Among the records below, how many lines contain "RwLock"? State the number and nothing more.

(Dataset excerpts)
————

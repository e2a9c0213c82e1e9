use std::sync::Arc;

use anyhow::Result;

use super::checker::{Checker, CheckerRegistry};
use super::heartbeat::Heartbeat;
use crate::database::models::Monitor;
use crate::error::CheckError;

/// Result of one check execution, handed to the orchestrator for
/// retry policy, maintenance override, persistence, and broadcast.
#[derive(Debug)]
pub struct CheckOutcome {
    pub monitor: Monitor,
    /// Fully populated for the UP case, otherwise still the pending
    /// heartbeat the checker was handed.
    pub heartbeat: Heartbeat,
    pub error: Option<CheckError>,
}

/// Executes individual checks against the long-lived checker
/// instances in the registry.
pub struct CheckExecutor {
    registry: Arc<CheckerRegistry>,
}

impl CheckExecutor {
    pub fn new(registry: Arc<CheckerRegistry>) -> Self {
        Self { registry }
    }

    /// Resolve the checker for a check type. Unknown identifiers are a
    /// fatal configuration error; scheduling must not proceed past one.
    pub fn resolve(&self, check_type: &str) -> Result<Arc<dyn Checker>> {
        self.registry.get(check_type)
    }

    /// Run one check. The checker either populates the heartbeat (UP)
    /// or the outcome carries its failure; no DOWN verdict is produced
    /// here.
    pub async fn execute(&self, checker: &dyn Checker, monitor: Monitor) -> CheckOutcome {
        let mut heartbeat = Heartbeat::pending(monitor.id);
        let error = checker.check(&monitor, &mut heartbeat).await.err();
        CheckOutcome { monitor, heartbeat, error }
    }
}
use std::collections::HashMap;
use std::sync::RwLock;

use serde_json::Value;
use tokio::sync::broadcast;
use tracing::debug;

/// Events delivered to subscribed viewers.
#[derive(Debug, Clone)]
pub enum Event {
    /// Per-user snapshot: monitor id (string) -> full monitor JSON.
    MonitorList(HashMap<String, Value>),
    /// Global snapshot: maintenance id (string) -> maintenance JSON.
    MaintenanceList(HashMap<String, Value>),
    /// One heartbeat, full JSON view.
    Heartbeat(Value),
}

/// Room every viewer of maintenance state joins; maintenance windows
/// are not scoped to a single owner.
pub const MAINTENANCE_ROOM: &str = "maintenance";

pub fn user_room(user_id: i64) -> String {
    format!("user:{user_id}")
}

const ROOM_CAPACITY: usize = 64;

/// Publish/subscribe fan-out keyed by recipient room.
///
/// Delivery is fire-and-forget: publishing never blocks, carries no
/// acknowledgment, and a slow or disconnected subscriber only loses
/// its own backlog.
pub struct Broadcaster {
    rooms: RwLock<HashMap<String, broadcast::Sender<Event>>>,
}

impl Broadcaster {
    pub fn new() -> Self {
        Self { rooms: RwLock::new(HashMap::new()) }
    }

    /// Join a room, creating it on first subscription.
    pub fn subscribe(&self, room: &str) -> broadcast::Receiver<Event> {
        if let Some(tx) = self.rooms.read().expect("rooms lock poisoned").get(room) {
            return tx.subscribe();
        }

        let mut rooms = self.rooms.write().expect("rooms lock poisoned");
        rooms
            .entry(room.to_string())
            .or_insert_with(|| broadcast::channel(ROOM_CAPACITY).0)
            .subscribe()
    }

    /// Deliver an event to one room only. A room nobody has joined is
    /// a no-op, as is a room whose subscribers have all disconnected.
    pub fn publish(&self, room: &str, event: Event) {
        let rooms = self.rooms.read().expect("rooms lock poisoned");
        if let Some(tx) = rooms.get(room) {
            // Ignore errors if there are no receivers
            let _ = tx.send(event);
        } else {
            debug!(room, "No subscribers, dropping event");
        }
    }
}

impl Default for Broadcaster {
    fn default() -> Self {
        Self::new()
    }
}

#[cfg(test)]
mod tests {
    use super::*;
    use tokio::sync::broadcast::error::TryRecvError;

    #[tokio::test]
    async fn events_reach_only_the_target_room() {
        let broadcaster = Broadcaster::new();
        let mut user_a = broadcaster.subscribe(&user_room(1));
        let mut user_b = broadcaster.subscribe(&user_room(2));

        broadcaster.publish(&user_room(1), Event::MonitorList(HashMap::new()));

        assert!(matches!(user_a.try_recv(), Ok(Event::MonitorList(_))));
        assert!(matches!(user_b.try_recv(), Err(TryRecvError::Empty)));
    }

    #[tokio::test]
    async fn publishing_without_subscribers_does_not_block_or_panic() {
        let broadcaster = Broadcaster::new();
        broadcaster.publish("user:404", Event::Heartbeat(serde_json::json!({})));
    }

    #[tokio::test]
    async fn late_subscriber_sees_later_events_only() {
        let broadcaster = Broadcaster::new();
        broadcaster.publish(MAINTENANCE_ROOM, Event::MaintenanceList(HashMap::new()));

        let mut viewer = broadcaster.subscribe(MAINTENANCE_ROOM);
        assert!(matches!(viewer.try_recv(), Err(TryRecvError::Empty)));

        broadcaster.publish(MAINTENANCE_ROOM, Event::MaintenanceList(HashMap::new()));
        assert!(matches!(viewer.try_recv(), Ok(Event::MaintenanceList(_))));
    }
}
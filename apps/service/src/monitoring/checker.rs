use std::collections::HashMap;
use std::sync::Arc;

use anyhow::{Result, bail};

use super::heartbeat::Heartbeat;
use super::tailscale_ping::TailscalePingChecker;
use super::tcp::TcpChecker;
use crate::database::models::Monitor;
use crate::error::CheckError;

/// Checker trait implemented once per probing protocol.
///
/// A successful check mutates the supplied heartbeat in place (status,
/// message, optional latency); every other outcome is a `CheckError`
/// raised to the caller. Implementations hold no per-invocation state
/// outside the heartbeat, so one long-lived instance serves concurrent
/// checks for different monitors.
#[async_trait::async_trait]
pub trait Checker: Send + Sync {
    async fn check(&self, monitor: &Monitor, heartbeat: &mut Heartbeat)
    -> Result<(), CheckError>;
}

/// Flat mapping from check-type identifier to its single long-lived
/// checker instance. Populated once during process initialization; an
/// unknown identifier is a configuration error and the process must
/// not start scheduling against it.
pub struct CheckerRegistry {
    checkers: HashMap<String, Arc<dyn Checker>>,
}

impl CheckerRegistry {
    pub fn new() -> Self {
        Self { checkers: HashMap::new() }
    }

    /// Registry with every built-in protocol checker registered.
    pub fn builtin() -> Self {
        let mut registry = Self::new();
        registry.register("tailscale-ping", Arc::new(TailscalePingChecker::new()));
        registry.register("tcp", Arc::new(TcpChecker::new()));
        registry
    }

    pub fn register(&mut self, check_type: impl Into<String>, checker: Arc<dyn Checker>) {
        self.checkers.insert(check_type.into(), checker);
    }

    pub fn get(&self, check_type: &str) -> Result<Arc<dyn Checker>> {
        match self.checkers.get(check_type) {
            Some(checker) => Ok(checker.clone()),
            None => bail!("no checker registered for check type {check_type:?}"),
        }
    }

    pub fn contains(&self, check_type: &str) -> bool {
        self.checkers.contains_key(check_type)
    }
}

impl Default for CheckerRegistry {
    fn default() -> Self {
        Self::builtin()
    }
}

#[cfg(test)]
mod tests {
    use super::*;

    #[test]
    fn builtin_registry_resolves_known_types() {
        let registry = CheckerRegistry::builtin();
        assert!(registry.contains("tailscale-ping"));
        assert!(registry.contains("tcp"));
        assert!(registry.get("tailscale-ping").is_ok());
    }

    #[test]
    fn unknown_check_type_fails_loudly() {
        let registry = CheckerRegistry::builtin();
        let err = registry.get("gopher").err().expect("unknown type must fail");
        assert!(err.to_string().contains("gopher"));
    }
}
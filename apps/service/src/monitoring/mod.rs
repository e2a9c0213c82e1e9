/// Monitoring engine module - heartbeat production pipeline
///
/// This module is responsible for:
/// - The checker contract and the type-keyed checker registry
/// - The concrete protocol checkers (tailscale ping, TCP)
/// - Executing and scheduling checks
/// - The heartbeat record produced by every check
pub mod checker;
pub mod executor;
pub mod heartbeat;
pub mod scheduler;
pub mod tailscale_ping;
pub mod tcp;

pub use checker::{Checker, CheckerRegistry};
pub use executor::{CheckExecutor, CheckOutcome};
pub use heartbeat::{Heartbeat, Status};
pub use scheduler::CheckScheduler;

————

_FINISHED EXERCISE_
3